Answer Block
The main characters in And Then There Were None are the 10 guests summoned to Soldier Island, plus the unseen, orchestrating figure behind the murders. Each character’s past crime is tied to a specific line of the 'Ten Little Soldiers' rhyme that structures the story’s deaths. No character is fully innocent, and their varying levels of guilt shape their reactions to the unfolding danger.
Next step: Write a one-sentence note for each character listing their core secret crime to reference during your next class discussion.
Key Takeaways
- Each main character’s crime falls into a gap of the legal system, so they faced no formal punishment before arriving on the island.
- Characters with less guilt, like the former army general, accept their fate quickly, while those who suppress their guilt, like the ex-governess, fight to survive longer.

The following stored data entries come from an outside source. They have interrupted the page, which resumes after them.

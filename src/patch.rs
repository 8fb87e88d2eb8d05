use std::path::{Path, PathBuf};

use thiserror::Error;
use tracing::{debug, info};

use crate::document::{DocumentError, read_document, write_document};
use crate::splice::boundary::{self, BoundaryError};
use crate::splice::plan::{Plan, PlanError};
use crate::splice::report::{SpliceReport, written_line_count};
use crate::splice::{Operation, SpliceError, splice};
use crate::tables::{TableOptions, get_table};

#[derive(Debug, Error)]
pub enum PatchError {
    #[error(transparent)]
    Document(#[from] DocumentError),
    #[error(transparent)]
    Plan(#[from] PlanError),
    #[error(transparent)]
    Boundary(#[from] BoundaryError),
    #[error(transparent)]
    Splice(#[from] SpliceError),
    #[error("Failed to read replacement {}: {source}", path.display())]
    Replacement {
        path: PathBuf,
        source: std::io::Error,
    },
    #[error("Failed to render report: {0}")]
    Render(String),
}

/// Where the operations for a run come from.
#[derive(Debug, Clone, PartialEq, Eq)]
pub enum EditSource {
    /// A JSON edit plan.
    Plan(PathBuf),
    /// Replace displayed lines `first..=last` with the contents of `with`.
    ReplaceLines {
        first: usize,
        last: usize,
        with: PathBuf,
    },
}

#[derive(Debug, Clone, PartialEq, Eq)]
pub struct Request {
    pub file: PathBuf,
    pub edit: EditSource,
    /// Write here instead of over `file`.
    pub output: Option<PathBuf>,
    pub dry_run: bool,
}

#[derive(Debug, Clone, PartialEq, Eq)]
pub struct Outcome {
    pub report: SpliceReport,
    /// `None` on a dry run.
    pub written_to: Option<PathBuf>,
}

impl EditSource {
    fn operations(&self, document: &[String]) -> Result<Vec<Operation>, PatchError> {
        match self {
            EditSource::Plan(plan_path) => {
                let plan = Plan::load(plan_path)?;
                if let Some(description) = &plan.description {
                    info!(%description, "applying plan");
                }
                let base_dir = plan_dir(plan_path);
                Ok(plan.resolve(document, base_dir)?)
            }
            EditSource::ReplaceLines { first, last, with } => {
                let content =
                    std::fs::read_to_string(with).map_err(|source| PatchError::Replacement {
                        path: with.clone(),
                        source,
                    })?;
                Ok(boundary::replace_lines(
                    *first,
                    *last,
                    document.len(),
                    content,
                )?)
            }
        }
    }
}

fn plan_dir(plan_path: &Path) -> &Path {
    match plan_path.parent() {
        Some(parent) if !parent.as_os_str().is_empty() => parent,
        _ => Path::new("."),
    }
}

/// Loads the document, splices it and, unless this is a dry run, writes the
/// result. Nothing is written if any step fails.
pub fn run(request: &Request) -> Result<Outcome, PatchError> {
    if request.dry_run {
        info!("dry run detected, no changes will be made");
    }
    let document = read_document(&request.file)?;
    let operations = request.edit.operations(&document)?;
    let result = splice(&document, &operations)?;
    let report = SpliceReport::new(document.len(), &operations, written_line_count(&result));
    debug!(
        dropped = report.dropped_lines(),
        inserted = report.inserted_lines(),
        "splice complete"
    );

    if request.dry_run {
        return Ok(Outcome {
            report,
            written_to: None,
        });
    }

    let target = request.output.as_ref().unwrap_or(&request.file);
    write_document(target, &result)?;
    info!(path = %target.display(), lines = report.result_lines, "document written");
    Ok(Outcome {
        report,
        written_to: Some(target.clone()),
    })
}

/// Renders the dry-run tables for `report`.
pub fn changes_summary(report: &SpliceReport) -> Result<String, PatchError> {
    let mut sections = vec![render(TableOptions::Summary(report))?];
    sections.push(render(TableOptions::Steps(report))?);
    if !report.dropped.is_empty() {
        sections.push(render(TableOptions::Dropped(report))?);
    }
    Ok(sections.join("\n\n"))
}

fn render(options: TableOptions<'_>) -> Result<String, PatchError> {
    get_table(options)
        .display()
        .map(|table| table.to_string())
        .map_err(|e| PatchError::Render(e.to_string()))
}

#[cfg(test)]
mod tests {
    use super::*;
    use crate::splice::test_helpers::{
        create_fragment_file, create_plan_file, numbered_text, setup_test_env,
    };
    use std::fs;

    fn plan_request(file: PathBuf, plan: PathBuf) -> Request {
        Request {
            file,
            edit: EditSource::Plan(plan),
            output: None,
            dry_run: false,
        }
    }

    #[test]
    fn test_run_plan_in_place() {
        let (temp_dir, file_path) = setup_test_env(&numbered_text(10));
        let plan_path = create_plan_file(
            temp_dir.path(),
            r#"{ "operations": [
                { "op": "keep", "start": 0, "end": 3 },
                { "op": "insert", "text": "NEW\n" },
                { "op": "keep", "start": 7, "end": "eof" }
            ] }"#,
        );

        let outcome = run(&plan_request(file_path.clone(), plan_path)).unwrap();

        assert_eq!(outcome.written_to, Some(file_path.clone()));
        assert_eq!(outcome.report.result_lines, 7);
        let content = fs::read_to_string(&file_path).unwrap();
        assert_eq!(content, "L0\nL1\nL2\nNEW\nL7\nL8\nL9\n");
    }

    #[test]
    fn test_run_replaces_function_between_anchors() {
        let original = [
            "const state = {};\r\n",
            "\r\n",
            "function renderStudentDetail(id) {\r\n",
            "    return old(id);\r\n",
            "}\r\n",
            "leftover debris\r\n",
            "function renderSessionDetail(id) {\r\n",
            "}\r\n",
        ]
        .concat();
        let (temp_dir, file_path) = setup_test_env(&original);
        create_fragment_file(
            temp_dir.path(),
            "render_student_detail.js",
            "function renderStudentDetail(id) {\r\n    return fresh(id);\r\n}\r\n",
        );
        let plan_path = create_plan_file(
            temp_dir.path(),
            r#"{
                "description": "replace renderStudentDetail",
                "operations": [
                    { "op": "keep", "start": 0, "end": { "anchor": "^function renderStudentDetail" } },
                    { "op": "insert_file", "path": "render_student_detail.js" },
                    { "op": "keep", "start": { "anchor": "^function renderSessionDetail" }, "end": "eof" }
                ]
            }"#,
        );

        let outcome = run(&plan_request(file_path.clone(), plan_path)).unwrap();

        let content = fs::read_to_string(&file_path).unwrap();
        let expected = [
            "const state = {};\r\n",
            "\r\n",
            "function renderStudentDetail(id) {\r\n",
            "    return fresh(id);\r\n",
            "}\r\n",
            "function renderSessionDetail(id) {\r\n",
            "}\r\n",
        ]
        .concat();
        assert_eq!(content, expected);
        assert_eq!(outcome.report.dropped_lines(), 4);
    }

    #[test]
    fn test_run_replace_lines_to_output() {
        let (temp_dir, file_path) = setup_test_env(&numbered_text(10));
        let fragment = create_fragment_file(temp_dir.path(), "new.txt", "NEW\n");
        let output = temp_dir.path().join("patched.txt");

        let outcome = run(&Request {
            file: file_path.clone(),
            edit: EditSource::ReplaceLines {
                first: 4,
                last: 7,
                with: fragment,
            },
            output: Some(output.clone()),
            dry_run: false,
        })
        .unwrap();

        assert_eq!(outcome.written_to, Some(output.clone()));
        assert_eq!(
            fs::read_to_string(&output).unwrap(),
            "L0\nL1\nL2\nNEW\nL7\nL8\nL9\n"
        );
        // the source is untouched when an output path is given
        assert_eq!(fs::read_to_string(&file_path).unwrap(), numbered_text(10));
    }

    #[test]
    fn test_run_dry_run_writes_nothing() {
        let (temp_dir, file_path) = setup_test_env(&numbered_text(10));
        let plan_path = create_plan_file(
            temp_dir.path(),
            r#"{ "operations": [ { "op": "keep", "start": 0, "end": 2 } ] }"#,
        );

        let mut request = plan_request(file_path.clone(), plan_path);
        request.dry_run = true;
        let outcome = run(&request).unwrap();

        assert_eq!(outcome.written_to, None);
        assert_eq!(outcome.report.result_lines, 2);
        assert_eq!(fs::read_to_string(&file_path).unwrap(), numbered_text(10));
    }

    #[test]
    fn test_run_out_of_range_leaves_file_untouched() {
        let (temp_dir, file_path) = setup_test_env(&numbered_text(10));
        let fragment = create_fragment_file(temp_dir.path(), "new.txt", "NEW\n");

        let result = run(&Request {
            file: file_path.clone(),
            edit: EditSource::ReplaceLines {
                first: 4,
                last: 20,
                with: fragment,
            },
            output: None,
            dry_run: false,
        });

        assert!(matches!(
            result,
            Err(PatchError::Splice(SpliceError::OutOfRange { .. }))
        ));
        assert_eq!(fs::read_to_string(&file_path).unwrap(), numbered_text(10));
    }

    #[test]
    fn test_run_missing_replacement_file() {
        let (temp_dir, file_path) = setup_test_env(&numbered_text(3));
        let result = run(&Request {
            file: file_path,
            edit: EditSource::ReplaceLines {
                first: 1,
                last: 1,
                with: temp_dir.path().join("missing.txt"),
            },
            output: None,
            dry_run: false,
        });
        assert!(matches!(result, Err(PatchError::Replacement { .. })));
    }

    #[test]
    fn test_run_missing_document() {
        let (temp_dir, _) = setup_test_env("");
        let plan_path = create_plan_file(
            temp_dir.path(),
            r#"{ "operations": [ { "op": "insert", "text": "x" } ] }"#,
        );
        let result = run(&plan_request(temp_dir.path().join("missing.js"), plan_path));
        assert!(matches!(result, Err(PatchError::Document(_))));
    }

    #[test]
    fn test_run_insert_only_on_empty_file() {
        let (temp_dir, file_path) = setup_test_env("");
        let plan_path = create_plan_file(
            temp_dir.path(),
            r#"{ "operations": [ { "op": "insert", "text": "a\nb\n" } ] }"#,
        );
        run(&plan_request(file_path.clone(), plan_path)).unwrap();
        assert_eq!(fs::read_to_string(&file_path).unwrap(), "a\nb\n");
    }

    #[test]
    fn test_run_reports_written_lines_for_unterminated_insert() {
        let (temp_dir, file_path) = setup_test_env("a\nb\n");
        let plan_path = create_plan_file(
            temp_dir.path(),
            r#"{ "operations": [
                { "op": "keep", "start": 0, "end": 1 },
                { "op": "insert", "text": "tail" },
                { "op": "keep", "start": 1, "end": 2 }
            ] }"#,
        );
        let outcome = run(&plan_request(file_path.clone(), plan_path)).unwrap();
        assert_eq!(fs::read_to_string(&file_path).unwrap(), "a\ntailb\n");
        assert_eq!(outcome.report.result_lines, 2);
        assert_eq!(outcome.report.inserted_lines(), 0);
    }

    #[test]
    fn test_changes_summary_includes_dropped_table() {
        let report = SpliceReport::new(
            10,
            &[
                Operation::keep(0, 3),
                Operation::insert("NEW\n"),
                Operation::keep(7, 10),
            ],
            7,
        );
        let summary = changes_summary(&report).unwrap();
        assert!(summary.contains("Dropped Lines"));
        assert!(summary.contains("4-7"));
    }

    #[test]
    fn test_plan_dir_of_bare_file_name() {
        assert_eq!(plan_dir(Path::new("plan.json")), Path::new("."));
        assert_eq!(plan_dir(Path::new("edits/plan.json")), Path::new("edits"));
    }
}
use std::fmt::Display;

use thiserror::Error;

/// One step of a splice.
///
/// Lines the caller wants removed are never named: they are whatever no
/// `KeepRange` covers.
#[derive(Debug, Clone, PartialEq, Eq)]
pub enum Operation {
    /// Emit `document[start..end]` verbatim. Zero-based, half-open.
    KeepRange { start: usize, end: usize },
    /// Emit caller-supplied content verbatim.
    Insert(String),
}

impl Operation {
    pub fn keep(start: usize, end: usize) -> Self {
        Operation::KeepRange { start, end }
    }

    pub fn insert(content: impl Into<String>) -> Self {
        Operation::Insert(content.into())
    }
}

impl Display for Operation {
    fn fmt(&self, f: &mut std::fmt::Formatter<'_>) -> std::fmt::Result {
        match self {
            Operation::KeepRange { start, end } => write!(f, "keep [{start}, {end})"),
            Operation::Insert(content) => write!(f, "insert {} bytes", content.len()),
        }
    }
}

#[derive(Debug, Clone, PartialEq, Eq, Error)]
pub enum SpliceError {
    #[error("keep range [{start}, {end}) is out of range for a document of {len} lines")]
    OutOfRange { start: i64, end: i64, len: usize },
}

#[cfg(test)]
mod tests {
    use super::*;

    #[test]
    fn test_operation_display() {
        assert_eq!(Operation::keep(0, 3).to_string(), "keep [0, 3)");
        assert_eq!(Operation::insert("NEW\n").to_string(), "insert 4 bytes");
    }

    #[test]
    fn test_out_of_range_message_names_the_range() {
        let err = SpliceError::OutOfRange {
            start: -1,
            end: 5,
            len: 10,
        };
        assert_eq!(
            err.to_string(),
            "keep range [-1, 5) is out of range for a document of 10 lines"
        );
    }
}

- The host who arranges the invitations is a hidden main character, operating under a false identity to carry out their version of justice.

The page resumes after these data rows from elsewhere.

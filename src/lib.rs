pub mod cli;
pub mod document;
pub mod patch;
pub mod splice;
mod tables;
pub mod telemetry;

pub use splice::{Operation, SpliceError, splice};

#[cfg(feature = "python")]
mod python {
    use std::path::PathBuf;

    use pyo3::exceptions::PyRuntimeError;
    use pyo3::prelude::*;

    use crate::patch::{self, EditSource, Request};

    #[pyfunction]
    #[pyo3(signature = (path, plan, output=None, dry_run=false))]
    /// Apply a JSON edit plan to a file.
    ///
    /// Args:
    ///     path: File to edit
    ///     plan: Path to the JSON edit plan
    ///     output: Write the result here instead of overwriting `path` (default: None)
    ///     dry_run: If True, report the changes without writing (default: False)
    ///
    /// Returns:
    ///     The change report as a JSON string
    ///
    /// Raises:
    ///     RuntimeError: If the plan cannot be resolved or the splice fails
    fn splice_file(
        path: PathBuf,
        plan: PathBuf,
        output: Option<PathBuf>,
        dry_run: bool,
    ) -> PyResult<String> {
        let request = Request {
            file: path,
            edit: EditSource::Plan(plan),
            output,
            dry_run,
        };
        let outcome = patch::run(&request).map_err(|e| PyRuntimeError::new_err(e.to_string()))?;
        outcome
            .report
            .to_json()
            .map_err(|e| PyRuntimeError::new_err(e.to_string()))
    }

    /// A Python module implemented in Rust. The name of this function must match
    /// the `lib.name` setting in the `Cargo.toml`, else Python will not be able to
    /// import the module.
    #[pymodule]
    fn region_splice(m: &Bound<'_, PyModule>) -> PyResult<()> {
        m.add_function(wrap_pyfunction!(splice_file, m)?)?;

        Ok(())
    }
}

- Character archetypes (the professional doctor, the religious spinster, the corrupt policeman) allow Christie to critique different forms of systemic moral failure.

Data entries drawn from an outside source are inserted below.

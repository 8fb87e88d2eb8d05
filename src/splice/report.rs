use serde::Serialize;
use std::fmt::Display;

use crate::splice::engine::split_lines;
use crate::splice::operation::Operation;

/// Displayed (1-based, inclusive) span of source lines.
#[derive(Debug, Clone, Copy, PartialEq, Eq, Serialize)]
pub struct LineSpan {
    pub first: usize,
    pub last: usize,
}

impl LineSpan {
    /// Span for the zero-based half-open range `start..end`, if non-empty.
    pub fn from_range(start: usize, end: usize) -> Option<Self> {
        (start < end).then_some(Self {
            first: start + 1,
            last: end,
        })
    }

    pub fn line_count(&self) -> usize {
        self.last + 1 - self.first
    }
}

impl Display for LineSpan {
    fn fmt(&self, f: &mut std::fmt::Formatter<'_>) -> std::fmt::Result {
        if self.first == self.last {
            write!(f, "{}", self.first)
        } else {
            write!(f, "{}-{}", self.first, self.last)
        }
    }
}

#[derive(Debug, Clone, PartialEq, Eq, Serialize)]
#[serde(tag = "kind", rename_all = "snake_case")]
pub enum StepSummary {
    Keep {
        #[serde(skip_serializing_if = "Option::is_none")]
        span: Option<LineSpan>,
        lines: usize,
    },
    /// `lines` counts complete (`\n`-terminated) lines. An unterminated
    /// tail is not counted: it joins whatever line follows it.
    Insert {
        lines: usize,
    },
}

impl From<&Operation> for StepSummary {
    fn from(operation: &Operation) -> Self {
        match operation {
            Operation::KeepRange { start, end } => StepSummary::Keep {
                span: LineSpan::from_range(*start, *end),
                lines: end.saturating_sub(*start),
            },
            Operation::Insert(content) => StepSummary::Insert {
                lines: content.matches('\n').count(),
            },
        }
    }
}

/// Number of lines in the text that `result` writes out.
///
/// Differs from `result.len()` when an insert without a trailing newline is
/// followed by more output.
pub fn written_line_count<S: AsRef<str>>(result: &[S]) -> usize {
    let text: String = result.iter().map(AsRef::as_ref).collect();
    split_lines(&text).len()
}

/// What a splice did to a document.
#[derive(Debug, Clone, PartialEq, Eq, Serialize)]
pub struct SpliceReport {
    pub source_lines: usize,
    pub result_lines: usize,
    pub steps: Vec<StepSummary>,
    /// Source lines no keep covers.
    #[serde(skip_serializing_if = "Vec::is_empty")]
    pub dropped: Vec<LineSpan>,
    /// Source lines covered by more than one keep.
    #[serde(skip_serializing_if = "Vec::is_empty")]
    pub duplicated: Vec<LineSpan>,
}

impl SpliceReport {
    pub fn new(source_lines: usize, operations: &[Operation], result_lines: usize) -> Self {
        let mut coverage = vec![0usize; source_lines];
        for operation in operations {
            if let Operation::KeepRange { start, end } = operation {
                if let Some(covered) = coverage.get_mut(*start..*end) {
                    covered.iter_mut().for_each(|count| *count += 1);
                }
            }
        }

        Self {
            source_lines,
            result_lines,
            steps: operations.iter().map(StepSummary::from).collect(),
            dropped: runs(&coverage, |count| count == 0),
            duplicated: runs(&coverage, |count| count > 1),
        }
    }

    pub fn dropped_lines(&self) -> usize {
        self.dropped.iter().map(LineSpan::line_count).sum()
    }

    pub fn inserted_lines(&self) -> usize {
        self.steps
            .iter()
            .map(|step| match step {
                StepSummary::Insert { lines } => *lines,
                StepSummary::Keep { .. } => 0,
            })
            .sum()
    }

    pub fn to_json(&self) -> Result<String, serde_json::Error> {
        serde_json::to_string_pretty(self)
    }
}

/// Maximal runs of indices whose count satisfies `predicate`.
fn runs(coverage: &[usize], predicate: impl Fn(usize) -> bool) -> Vec<LineSpan> {
    let mut spans = Vec::new();
    let mut run_start = None;
    for (index, &count) in coverage.iter().enumerate() {
        match (predicate(count), run_start) {
            (true, None) => run_start = Some(index),
            (false, Some(start)) => {
                spans.extend(LineSpan::from_range(start, index));
                run_start = None;
            }
            _ => {}
        }
    }
    if let Some(start) = run_start {
        spans.extend(LineSpan::from_range(start, coverage.len()));
    }
    spans
}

20-Minute Plan and 60-Minute Plan
20-minute pre-class prep plan
- List the 10 main characters and their stated occupations in a two-column note sheet.
- Match each character to the line of the 'Ten Little Soldiers' rhyme that corresponds to their death.
- Jot down one character action that reveals their hidden guilt to reference during discussion.
60-minute essay prep plan
- Sort the 10 main characters into three groups based on their level of remorse for their past crimes (no remorse, partial remorse, full remorse).
- Find two story details for each character that support their placement in your chosen remorse group.
- Draft a working thesis that connects character remorse to the order of their deaths in the novel.
- Build a 3-paragraph outline that uses three characters as evidence for your thesis claim.
3-Step Study Plan
1. Character baseline mapping
Action: Fill out a character chart with name, occupation, secret crime, and cause of death for all 10 main characters.
Output: A one-page reference sheet you can use for quizzes and discussion prep.
2. Motif tracking
Action: Note 1-2 small behaviors or lines of dialogue per character that reveal their guilt before their crime is explicitly revealed.
Output: A list of subtle characterization details you can cite in essays to support analysis of moral ambiguity.
3. Role analysis
Action: Identify which character serves as the group’s de facto leader, which serves as the voice of suspicion, and which serves as the moral contrast to the rest of the group.
Output: A 3-sentence breakdown of how character roles drive the novel’s tension and pacing.